Lord Chelford was not long away when the story of Lady Constance was
again alive and vocal. It reached old Jackson through his sister, who was
married to the brother of the Marquis of Dulhampton's solicitor. It
reached Lake from Tom Twitters, of his club, who kept the Brandon Captain
_au courant_ of the town-talk; and it came to Dorcas in a more authentic
fashion, though mysteriously, and rather in the guise of a conundrum than
of a distinct bit of family intelligence, from no less a person than the
old Dowager Lady Chelford herself.

Stanley Lake, who had begun to entertain hopes for Rachel in that
direction, went down to Redman's Farm, and, after his bleak and bitter
fashion, rated the young lady for having perversely neglected her
opportunities and repulsed that most desirable _parti_. In this he was
intensely in earnest, for the connection would have done wonders for
Captain Lake in the county.

Rachel met this coarse attack with quiet contempt; told him that Lord
Chelford had, she supposed, no idea of marrying out of his own rank; and
further, that he, Captain Lake, must perfectly comprehend, if he could
not appreciate, the reasons which would for ever bar any such relation.

But Rachel, though she treated the subject serenely in this interview,
was sadder and more forlorn than ever, and lay awake at night, and,
perhaps, if we knew all, shed some secret tears; and then with time came
healing of these sorrows.

It was a fallacy, a mere chimera, that was gone; an impracticability too.
She had smiled at it as such when Dorcas used to hint at it; but are
there no castles in the clouds which we like to inhabit, although we know
them altogether air-built, and whose evaporation desolates us?

Rachel's talks with the vicar were frequent; and poor little Mrs.
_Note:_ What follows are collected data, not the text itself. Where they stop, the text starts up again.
use crate::domain::{Classification, CommitEntry};

pub const FEATURE_KEYWORDS: &[&str] = &["feat", "add", "new", "implement"];
pub const FIX_KEYWORDS: &[&str] = &["fix", "bug", "error", "issue"];
pub const IMPROVEMENT_KEYWORDS: &[&str] = &["improve", "enhance", "update", "refactor"];
pub const BREAKING_KEYWORDS: &[&str] = &["break", "breaking", "major"];

pub const MAX_FEATURES: usize = 10;
pub const MAX_FIXES: usize = 10;
pub const MAX_IMPROVEMENTS: usize = 10;
pub const MAX_BREAKING: usize = 5;

/// Case-insensitive substring test against a keyword list.
fn mentions_any(subject_lower: &str, keywords: &[&str]) -> bool {
    keywords.iter().any(|keyword| subject_lower.contains(keyword))
}

/// Bucket commit subjects by keyword.
///
/// Each bucket keeps commit order and is truncated to its limit. A subject
/// may land in several buckets; one matching nothing lands nowhere.
pub fn classify(commits: &[CommitEntry]) -> Classification {
    let mut classification = Classification::default();

    for commit in commits {
        let lower = commit.subject.to_lowercase();
        let buckets = [
            (&mut classification.features, FEATURE_KEYWORDS, MAX_FEATURES),
            (&mut classification.fixes, FIX_KEYWORDS, MAX_FIXES),
            (&mut classification.improvements, IMPROVEMENT_KEYWORDS, MAX_IMPROVEMENTS),
            (&mut classification.breaking, BREAKING_KEYWORDS, MAX_BREAKING),
        ];

        for (bucket, keywords, limit) in buckets {
            if bucket.len() < limit && mentions_any(&lower, keywords) {
                bucket.push(commit.subject.clone());
            }
        }
    }

    classification
}

/// Subjects that matched no category at all.
pub fn unclassified<'c>(commits: &'c [CommitEntry]) -> Vec<&'c str> {
    let all: Vec<&[&str]> = vec![
        FEATURE_KEYWORDS,
        FIX_KEYWORDS,
        IMPROVEMENT_KEYWORDS,
        BREAKING_KEYWORDS,
    ];
    commits
        .iter()
        .filter(|commit| {
            let lower = commit.subject.to_lowercase();
            !all.iter().any(|keywords| mentions_any(&lower, keywords))
        })
        .map(|commit| commit.subject.as_str())
        .collect()
}
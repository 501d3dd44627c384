/// Commit subjects bucketed by the kind of change they describe.
///
/// A subject can sit in several buckets at once, or in none.
#[derive(Debug, Clone, Default, PartialEq, Eq)]
pub struct Classification {
    pub features: Vec<String>,
    pub fixes: Vec<String>,
    pub improvements: Vec<String>,
    pub breaking: Vec<String>,
}

impl Classification {
    pub fn is_empty(&self) -> bool {
        self.features.is_empty()
            && self.fixes.is_empty()
            && self.improvements.is_empty()
            && self.breaking.is_empty()
    }

    pub fn has_breaking_changes(&self) -> bool {
        !self.breaking.is_empty()
    }
}
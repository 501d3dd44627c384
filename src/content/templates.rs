use crate::content::ReleaseContent;
use crate::domain::Version;
use crate::manifest::UpdatedFile;
use chrono::{DateTime, Utc};

/// Identity of the release being rendered.
#[derive(Debug, Clone, PartialEq, Eq)]
pub struct ReleaseContext {
    pub display_name: String,
    pub version: Version,
    pub tag: String,
    pub previous_tag: Option<String>,
    /// Canonical `https://github.com/<owner>/<name>` URL
    pub repository_url: String,
    pub archive_name: String,
}

impl ReleaseContext {
    pub fn title(&self) -> String {
        format!("{} {}", self.display_name, self.tag)
    }

    pub fn compare_url(&self) -> Option<String> {
        self.previous_tag
            .as_ref()
            .map(|previous| format!("{}/compare/{}...{}", self.repository_url, previous, self.tag))
    }
}

/// Text shown by the editor after the package updates to this version.
pub fn message_file(
    ctx: &ReleaseContext,
    content: &ReleaseContent,
    generated_at: DateTime<Utc>,
) -> String {
    let title = ctx.title();
    let mut out = String::new();

    out.push_str(&title);
    out.push('\n');
    out.push_str(&"=".repeat(title.chars().count()));
    out.push_str("\n\n");

    out.push_str("What's new\n----------\n\n");
    out.push_str(&content.notes_body);
    out.push_str("\n\n");

    if content.has_breaking_changes() {
        out.push_str("Breaking changes\n----------------\n\n");
        out.push_str(&content.breaking_block);
        out.push_str("\n\n");
    }

    out.push_str("Links\n-----\n\n");
    out.push_str(&format!("- Repository: {}\n", ctx.repository_url));
    out.push_str(&format!("- Issues: {}/issues\n", ctx.repository_url));
    out.push_str(&format!(
        "- Release: {}/releases/tag/{}\n\n",
        ctx.repository_url, ctx.tag
    ));
    out.push_str(&format!(
        "Generated on {}\n",
        generated_at.format("%Y-%m-%d %H:%M:%S UTC")
    ));

    out
}

/// Markdown body of the hosted release.
pub fn release_body(ctx: &ReleaseContext, content: &ReleaseContent) -> String {
    let mut sections = vec![
        format!("# {}", ctx.title()),
        format!("## What's New\n\n{}", content.notes_body),
    ];

    if content.has_breaking_changes() {
        sections.push(format!(
            "## ⚠️ Breaking Changes\n\n{}",
            content.breaking_block
        ));
    }

    sections.push(format!(
        "## Installation\n\n\
         ### Package Control\n\n\
         1. Open the Command Palette (`Ctrl+Shift+P` / `Cmd+Shift+P`)\n\
         2. Run **Package Control: Install Package**\n\
         3. Search for **{name}** and press Enter\n\n\
         ### Manual\n\n\
         1. Download `{archive}` from the assets below\n\
         2. Extract it into your Sublime Text `Packages` directory\n\
         3. Restart Sublime Text",
        name = ctx.display_name,
        archive = ctx.archive_name,
    ));

    let mut links = vec![
        format!("- [Repository]({})", ctx.repository_url),
        format!("- [Report an issue]({}/issues)", ctx.repository_url),
    ];
    if let Some(compare) = ctx.compare_url() {
        links.push(format!(
            "- [Full changelog: {}...{}]({})",
            ctx.previous_tag.as_deref().unwrap_or_default(),
            ctx.tag,
            compare
        ));
    }
    sections.push(format!("## Links\n\n{}", links.join("\n")));

    let mut body = sections.join("\n\n");
    body.push('\n');
    body
}

/// Multi-line commit message enumerating every rewritten file.
pub fn commit_message(ctx: &ReleaseContext, updated: &[UpdatedFile]) -> String {
    let mut message = format!("Release {}\n\nUpdated files:\n", ctx.tag);
    for file in updated {
        message.push_str(&format!("- {}: {}\n", file.path, file.description));
    }
    message
}

pub fn tag_message(ctx: &ReleaseContext, content: &ReleaseContent) -> String {
    format!("{}\n\n{}\n", ctx.title(), content.notes_body)
}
William
Wylder, who knew not the reason of his visits, fell slowly, and to the
good man's entire bewilderment, into a chronic jealousy. It expressed
itself enigmatically; it was circumlocutory, sad, and mysterious.

'Little Fairy was so pleased with his visit to Redman's Farm to-day. He
told me all about it; did not you, little man? But still you love poor
old mamma best of all; you would not like to have a new mamma. Ah, no;
you'd rather have your poor old, ugly Mussie. I wish I was handsome, my
little man, and clever; but wishing is vain.'

'Ah! Willie, there was a time when you could not see how ugly and dull
your poor foolish little wife was; but it could not last for ever. How
did it happen--oh, how?--you such a scholar, so clever, so handsome, my
beautiful Willie--how did you ever look down on poor wretched me?'

'I think it will be fine, Willie, and Miss Lake will expect you at
Redman's Farm; and little Fairy will go too; yes, you'd like to go, and
mamma will stay at home, and try to be useful in her poor miserable way,'
and so on.

The vicar, thinking of other things, never seeing the reproachful irony
in all this, would take it quite literally, assent sadly, and with little
Fairy by the hand, set forth for Redman's Farm; and the good little body,
to the amazement of her two maids, would be heard passionately weeping in
the parlour in her forsaken state.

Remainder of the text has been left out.